Support Questions
Find answers, ask questions, and share your expertise
Alert: Welcome to the Unified Cloudera Community. Former HCC members be sure to read and learn how to activate your account here.

What is the best architecture with significant file dependancy issue?


What is the best architecture with significant file dependancy issue?

New Contributor

The Hadoop cluster is up and running, with 1 namenode, 1 secondary namenode and 5 datanodes sitting Ubuntu 16.04. Replication level is set to 2 and so afar, appears to be working normally with an even distribution of files across all available nodes. The issue is that the the files are mostly tdms and tdms_index files (a National Instruments format) and to use them efficiently, you are required to open the index file to get the locations within the tdms file to then open and extract the actual data. This means that both files should be present on the same node to operate on them as a pair. In the event that the index file is not present it will be automatically regenerated by the file read utility. It would be best to avoid regenerating the index file and equally like to avoid having the overhead to move an index file to the node the tdms is on or move the tdms to the node that the index is on during the processing operation. I am assuming here that the hdfs would appear to be seamless to the application so that when an attempt is made to open the file, it will succeed and the actual move or copy operation occurs in the background (albeit with a penalty).
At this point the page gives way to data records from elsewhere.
use serde::{Deserialize, Serialize};
use std::collections::BTreeSet;
use std::fmt;
use std::num::ParseIntError;

macro_rules! numeric_id {
    ($(#[$meta:meta])* $name:ident) => {
        $(#[$meta])*
        #[derive(Debug, Clone, Copy, PartialEq, Eq, Hash, PartialOrd, Ord, Serialize, Deserialize)]
        #[serde(try_from = "String", into = "String")]
        pub struct $name(pub u32);

        impl fmt::Display for $name {
            fn fmt(&self, f: &mut fmt::Formatter<'_>) -> fmt::Result {
                write!(f, "{}", self.0)
            }
        }

        impl std::str::FromStr for $name {
            type Err = ParseIntError;

            fn from_str(s: &str) -> Result<Self, Self::Err> {
                s.trim().parse().map($name)
            }
        }

        impl TryFrom<String> for $name {
            type Error = ParseIntError;

            fn try_from(value: String) -> Result<Self, Self::Error> {
                value.parse()
            }
        }

        impl From<$name> for String {
            fn from(id: $name) -> Self {
                id.0.to_string()
            }
        }
    };
}

numeric_id!(
    /// Plate ids are small positive integers, persisted as strings ("1").
    PlateId
);
numeric_id!(
    /// Reaction-list ids, same scheme as plates.
    ListId
);

/// Smallest positive integer not in `used`.
pub(crate) fn smallest_unused(used: impl IntoIterator<Item = u32>) -> u32 {
    let used: BTreeSet<u32> = used.into_iter().collect();
    (1..).find(|n| !used.contains(n)).unwrap_or(1)
}

/// `"{prefix} N"` for the smallest N >= 1 not already taken.
pub(crate) fn next_numbered_name<'a>(
    prefix: &str,
    taken: impl IntoIterator<Item = &'a str>,
) -> String {
    let taken: BTreeSet<&str> = taken.into_iter().collect();
    let n = (1u32..)
        .find(|n| !taken.contains(format!("{prefix} {n}").as_str()))
        .unwrap_or(1);
    format!("{prefix} {n}")
}

#[cfg(test)]
mod tests {
    use super::*;

    #[test]
    fn fills_the_first_gap() {
        assert_eq!(smallest_unused([]), 1);
        assert_eq!(smallest_unused([1, 2, 3]), 4);
        assert_eq!(smallest_unused([1, 3]), 2);
        assert_eq!(smallest_unused([2, 3]), 1);
    }

    #[test]
    fn numbered_names_fill_gaps() {
        assert_eq!(next_numbered_name("Plate", ["Plate 1", "Plate 3"]), "Plate 2");
        assert_eq!(next_numbered_name("Plate", ["Other"]), "Plate 1");
    }

    #[test]
    fn ids_persist_as_strings() -> anyhow::Result<()> {
        assert_eq!(serde_json::to_string(&PlateId(4))?, "\"4\"");
        let id: ListId = serde_json::from_str("\"12\"")?;
        assert_eq!(id, ListId(12));
        Ok(())
    }
}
To illustrate, assume we have nodes A, B and C. Node A has a copy of both the tdms and the index file, node B only has a copy of the tdms file and node C only has a copy of the index file.
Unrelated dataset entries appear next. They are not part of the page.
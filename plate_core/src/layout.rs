use std::collections::BTreeSet;

use crate::placement::{self, PlacementPlan};
use crate::reactions::Slot;
use crate::{
    ClickModifier, LayoutError, ListId, Placement, Plate, PlateId, PlateRegistry, Position,
    Reaction, ReactionBook, ReactionList, ReactionRecord, Selection, WellLedger, WellStatus,
};

/// The whole editor document: reaction lists, plates, well annotations and
/// the current selection.
///
/// Fields are only reachable through methods so the cross-component
/// invariants (one active plate, one active list, placements on known
/// plates, selection inside the active list) hold after every call.
#[derive(Debug, Clone, Default, PartialEq, Eq)]
pub struct Layout {
    pub(crate) book: ReactionBook,
    pub(crate) plates: PlateRegistry,
    pub(crate) wells: WellLedger,
    pub(crate) selection: Selection,
    pub(crate) multi_drag: bool,
}

impl Layout {
    pub fn new() -> Self {
        Self::default()
    }

    pub fn book(&self) -> &ReactionBook {
        &self.book
    }

    pub fn plates(&self) -> &PlateRegistry {
        &self.plates
    }

    pub fn wells(&self) -> &WellLedger {
        &self.wells
    }

    pub fn selection(&self) -> &Selection {
        &self.selection
    }

    pub fn is_multi_drag(&self) -> bool {
        self.multi_drag
    }

    pub(crate) fn set_multi_drag(&mut self, on: bool) {
        self.multi_drag = on;
    }

    /// Repair whatever storage handed us. Run once after loading.
    /// Returns true if anything changed.
    pub fn restore_invariants(&mut self) -> bool {
        let mut changed = self.plates.restore_invariants();

        let plates = &self.plates;
        changed |= self.book.restore_invariants(|id| plates.contains(id));

        let stale: Vec<PlateId> = self
            .wells
            .defunct_map()
            .keys()
            .chain(self.wells.control_map().keys())
            .copied()
            .filter(|id| !self.plates.contains(*id))
            .collect();
        for id in stale {
            self.wells.remove_plate(id);
            changed = true;
        }

        let book = &self.book;
        changed |= self.selection.retain(|id| book.in_active_list(id));
        if let Some(i) = self.selection.last_selected_index() {
            if i >= self.book.all_reactions().count() {
                self.selection.set_anchor(None);
                changed = true;
            }
        }

        if changed {
            tracing::warn!("layout repaired after load");
        }
        changed
    }

    pub fn active_plate(&self) -> Result<&Plate, LayoutError> {
        self.plates.active()
    }

    pub fn active_list(&self) -> Result<&ReactionList, LayoutError> {
        self.book.active_list()
    }

    pub fn reaction(&self, id: &str) -> Option<&Reaction> {
        self.book.reaction(id)
    }

    /// Occupant of a well; `plate` defaults to the active plate.
    pub fn reaction_at(&self, pos: Position, plate: Option<PlateId>) -> Option<&Reaction> {
        let plate = match plate {
            Some(p) => p,
            None => self.plates.active_id().ok()?,
        };
        self.book.reaction_at(plate, pos)
    }

    pub fn used_items(&self, plate: Option<PlateId>) -> BTreeSet<String> {
        self.book.used_items(plate)
    }

    pub fn well_status(&self, plate: PlateId, pos: Position) -> WellStatus {
        self.wells.status(plate, pos)
    }

    /// A well refuses placement when annotated or already occupied.
    pub fn is_blocked(&self, plate: PlateId, pos: Position) -> bool {
        self.wells.is_blocked(plate, pos) || self.book.reaction_at(plate, pos).is_some()
    }

    // ---- reactions ----

    pub fn set_reactions(
        &mut self,
        records: Vec<ReactionRecord>,
        list: Option<ListId>,
    ) -> Result<Vec<String>, LayoutError> {
        let ids = self.book.set_reactions(records, list)?;
        let book = &self.book;
        self.selection.retain(|id| book.reaction(id).is_some());
        Ok(ids)
    }

    /// Place a reaction on the active plate or send it back to the list.
    /// Returns false for an unknown id.
    pub fn move_reaction(&mut self, id: &str, to: Placement) -> Result<bool, LayoutError> {
        let slot = match to {
            Placement::Unused => None,
            Placement::Well(position) => Some(Slot {
                plate_id: self.plates.active_id()?,
                position,
            }),
        };
        Ok(self.book.set_slot(id, slot))
    }

    pub fn swap_reactions(&mut self, a: &str, b: &str) -> bool {
        self.book.swap_reactions(a, b)
    }

    pub fn reorder_reaction(&mut self, id: &str, to_index: usize) -> Result<bool, LayoutError> {
        let active = self.book.active_list_id()?;
        Ok(self
            .book
            .list_mut(active)
            .map(|l| l.reorder(id, to_index))
            .unwrap_or(false))
    }

    // ---- plates ----

    pub fn add_plate(&mut self) -> PlateId {
        self.plates.add_plate()
    }

    pub fn rename_plate(&mut self, id: PlateId, name: &str) -> Result<String, LayoutError> {
        self.plates.rename_plate(id, name)
    }

    pub fn set_active_plate(&mut self, id: PlateId) -> bool {
        self.plates.set_active(id)
    }

    /// Delete a plate unless it is the last one. Its reactions go back to
    /// their lists and its well annotations are dropped.
    pub fn delete_plate(&mut self, id: PlateId) -> bool {
        if self.plates.remove(id).is_none() {
            return false;
        }
        let freed = self.book.release_plate(id);
        self.wells.remove_plate(id);
        tracing::info!(plate = %id, freed, "plate deleted");
        true
    }

    /// Empty a plate: every reaction back to unused, every well normal.
    pub fn reset_plate(&mut self, id: PlateId) -> Result<usize, LayoutError> {
        if !self.plates.contains(id) {
            return Err(LayoutError::UnknownPlate(id));
        }
        let freed = self.book.release_plate(id);
        self.wells.clear_plate(id);
        tracing::info!(plate = %id, freed, "plate reset");
        Ok(freed)
    }

    // ---- reaction lists ----

    pub fn add_reaction_list(&mut self) -> ListId {
        let id = self.book.add_reaction_list();
        self.selection.clear();
        id
    }

    pub fn remove_reaction_list(&mut self, id: ListId) -> bool {
        if self.book.remove_reaction_list(id).is_none() {
            return false;
        }
        let book = &self.book;
        self.selection.retain(|r| book.in_active_list(r));
        self.selection.set_anchor(None);
        true
    }

    pub fn rename_reaction_list(&mut self, id: ListId, name: &str) -> Result<(), LayoutError> {
        self.book.rename_reaction_list(id, name)
    }

    /// Switching lists drops the selection, which only ever covers the
    /// active list.
    pub fn set_active_reaction_list(&mut self, id: ListId) -> bool {
        let was = self.book.active_list_id().ok();
        if !self.book.set_active_reaction_list(id) {
            return false;
        }
        if was != Some(id) {
            self.selection.clear();
        }
        true
    }

    // ---- wells ----

    pub fn toggle_defunct(&mut self, plate: PlateId, pos: Position) {
        self.wells.toggle_defunct(plate, pos);
    }

    pub fn toggle_control(&mut self, plate: PlateId, pos: Position) {
        self.wells.toggle_control(plate, pos);
    }

    /// Advance a well on the active plate through normal/defunct/control.
    pub fn cycle_well(&mut self, pos: Position) -> Result<WellStatus, LayoutError> {
        let plate = self.plates.active_id()?;
        Ok(self.wells.cycle(plate, pos))
    }

    // ---- selection ----

    /// Apply a click on a reaction in `view` (the caller's ordering of the
    /// active list). Reactions outside the active list are ignored.
    pub fn click_reaction(&mut self, id: &str, modifier: ClickModifier, view: &[&str]) -> bool {
        if !self.book.in_active_list(id) {
            tracing::debug!(reaction = id, "click outside the active list ignored");
            return false;
        }
        let anchor = self
            .selection
            .last_selected_index()
            .and_then(|i| self.book.all_reactions().nth(i))
            .map(|r| r.id.clone());

        self.selection.click(id, modifier, view, anchor.as_deref());
        self.selection.set_anchor(self.book.global_index(id));
        true
    }

    pub fn clear_selection(&mut self) {
        self.selection.clear();
    }

    // ---- placement ----

    /// First-fit plan for dropping `candidates` at `target` on the active
    /// plate. Unknown and already placed reactions are left out.
    pub fn plan_drop(
        &self,
        target: Position,
        candidates: &[String],
    ) -> Result<PlacementPlan, LayoutError> {
        let plate = self.plates.active_id()?;
        let unused: Vec<String> = candidates
            .iter()
            .filter(|id| self.book.reaction(id).is_some_and(Reaction::is_unused))
            .cloned()
            .collect();
        if unused.is_empty() {
            return Ok(PlacementPlan::default());
        }
        Ok(placement::plan(target, &unused, |pos| {
            self.is_blocked(plate, pos)
        }))
    }

    /// Wells a drop at `target` would fill. Nothing is mutated.
    pub fn preview(&self, target: Position, candidates: &[String]) -> BTreeSet<Position> {
        self.plan_drop(target, candidates)
            .map(|p| p.positions())
            .unwrap_or_default()
    }

    /// Place `candidates` from `target` onward and clear the selection if
    /// anything landed.
    pub fn commit_drop(
        &mut self,
        target: Position,
        candidates: &[String],
    ) -> Result<PlacementPlan, LayoutError> {
        let plan = self.plan_drop(target, candidates)?;
        for (id, pos) in &plan.assignments {
            self.move_reaction(id, Placement::Well(*pos))?;
        }
        if !plan.is_empty() {
            self.selection.clear_items();
            tracing::debug!(placed = plan.assignments.len(), unplaced = plan.unplaced.len(), "drop committed");
        }
        Ok(plan)
    }
}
In this situation if the processing job is allocated to node A, it will be fastest as both tdms and index are on the same node. If the processing job is allocated to node B, then there will be a penalty to move the index from either A or C. This is the smaller penalty as the index file is typically very small compared to the tdms file. If the processing job is allocated to node C then the penalty is largest as the tdms file would need to be copied across from A or B. Interestingly, this means that increasing the node count on the cluster may be counter-productive since it will increase the chances of the tdms and index files being on different nodes and therefore increase the probability of incurring a penalty.

Is there a way to directly control file allocation to blocks or block allocation to nodes in an automatic (ie scripted way)? How does processing allocation work in this context as we now have a preferred node for the process to run on? How would this interact with any constraints set up in yarn? In short, I'd like to start a discussion around the best architecture for this scenario when a known file dependency exists.